La peur des beaux jours.

Hermann était encore potable, à plus de 60 ans passés ses cheveux et sa barbe n’avaient pas blanchi d’un seul poil, et chaque fois qu’il croisait son reflet sur les vitrines il continuait de voir de le jeune homme qu’il avait toujours été finalement.

L’age était comme un brouillage temporaire qui, de temps à autre, parvenait à lui faire lâcher prise à la certitude.

Pourtant ces derniers jours il éprouvait une fatigue toute neuve, assez incompréhensible car il passait la plupart de ses journées à écrire ses mémoires et à profiter du printemps.

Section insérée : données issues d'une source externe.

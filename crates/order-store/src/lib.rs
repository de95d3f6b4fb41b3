//! Services cache and order log for the unlock relay.
//!
//! A small JSON blob: the most recent provider service list with a TTL,
//! plus an append-only log of submitted orders. Kept in memory and,
//! optionally, written through to a file.

mod error;
mod store;
mod types;

pub use error::OrderStoreError;
pub use store::OrderStore;
pub use types::{CacheState, DeviceKind, OrderRecord};
//! Secret redaction for response previews.
//!
//! Raw provider bodies are surfaced to API consumers for debugging; every
//! such preview must pass through here first so credentials never leave the
//! process.

use regex::Regex;
use std::sync::LazyLock;

/// Longest preview of a provider body returned to callers.
const MAX_PREVIEW_CHARS: usize = 1000;

/// Snippet length for diagnostic probe results.
const MAX_SNIPPET_CHARS: usize = 200;

static BEARER_RE: LazyLock<Regex> =
    LazyLock::new(|| Regex::new(r#"(?i)bearer\s+[^\s"']+"#).expect("valid regex"));

static API_KEY_RE: LazyLock<Regex> =
    LazyLock::new(|| Regex::new(r"(?i)api_key=[^\s&]+").expect("valid regex"));

/// Replace every literal occurrence of each secret with `***`.
pub fn redact_secrets(text: &str, secrets: &[&str]) -> String {
    let mut safe = text.to_string();
    for secret in secrets {
        if secret.is_empty() {
            continue;
        }
        safe = safe.replace(secret, "***");
    }
    safe
}

/// Redacted, length-capped preview of a provider body.
pub fn safe_preview(text: &str, secrets: &[&str]) -> String {
    truncate_chars(&redact_secrets(text, secrets), MAX_PREVIEW_CHARS)
}

/// Scrub bearer tokens and `api_key=` query/body values from a diagnostic
/// snippet, then cap its length.
pub fn scrub_auth_artifacts(text: &str, secrets: &[&str]) -> String {
    let safe = redact_secrets(text, secrets);
    let safe = BEARER_RE.replace_all(&safe, "Bearer REDACTED");
    let safe = API_KEY_RE.replace_all(&safe, "api_key=REDACTED");
    truncate_chars(&safe, MAX_SNIPPET_CHARS)
}

fn truncate_chars(text: &str, max: usize) -> String {
    match text.char_indices().nth(max) {
        Some((idx, _)) => text[..idx].to_string(),
        None => text.to_string(),
    }
}

#[cfg(test)]
mod tests {
    use super::*;

    #[test]
    fn redacts_every_occurrence() {
        let out = redact_secrets("key=sek-123 again sek-123", &["sek-123"]);
        assert_eq!(out, "key=*** again ***");
    }

    #[test]
    fn empty_secrets_are_skipped() {
        let out = redact_secrets("nothing to hide", &[""]);
        assert_eq!(out, "nothing to hide");
    }

    #[test]
    fn redacts_multiple_secrets() {
        let out = redact_secrets("user=alice key=sek", &["alice", "sek"]);
        assert_eq!(out, "user=*** key=***");
    }

    #[test]
    fn preview_is_capped_at_1000_chars() {
        let long = "x".repeat(2000);
        let out = safe_preview(&long, &[]);
        assert_eq!(out.chars().count(), 1000);
    }

    #[test]
    fn preview_truncation_respects_char_boundaries() {
        let long = "é".repeat(1500);
        let out = safe_preview(&long, &[]);
        assert_eq!(out.chars().count(), 1000);
    }

    #[test]
    fn scrubs_bearer_tokens_and_api_key_params() {
        let text = r#"Authorization: Bearer abc.def token api_key=xyz&next=1"#;
        let out = scrub_auth_artifacts(text, &[]);
        assert!(out.contains("Bearer REDACTED"));
        assert!(out.contains("api_key=REDACTED"));
        assert!(!out.contains("abc.def"));
        assert!(!out.contains("xyz"));
    }

    #[test]
    fn snippet_is_capped_at_200_chars() {
        let long = "y".repeat(500);
        let out = scrub_auth_artifacts(&long, &[]);
        assert_eq!(out.chars().count(), 200);
    }
}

Sa journée était organisée merveilleusement bien. Le matin était consacrée à l’écriture et l’après midi à la marche. De temps en temps il recevait quelques amis le soir, et tout en buvant quelques verres on parlait de choses et d’autres, sans gravité exagérée.

Pourtant la veille, alors qu’il avait reçu le couple avec leur fille-celle ci s’intéressait à la littérature et était venue glaner quelques conseils- il avait éprouvé une sensation bizarre, quelque chose d’englouti depuis des années que le regard clair de la jeune fille avait réveillé soudainement.

La notion d’interdit bien sur s’imposa presque immédiatement sans qu’il ne sache vraiment pourquoi. Après tout la jeune femme était probablement majeure depuis des années et pour ce jeune homme qu’il considérait toujours être au fond de lui c’eut bien été le dernier écueil sur lequel s’attarder.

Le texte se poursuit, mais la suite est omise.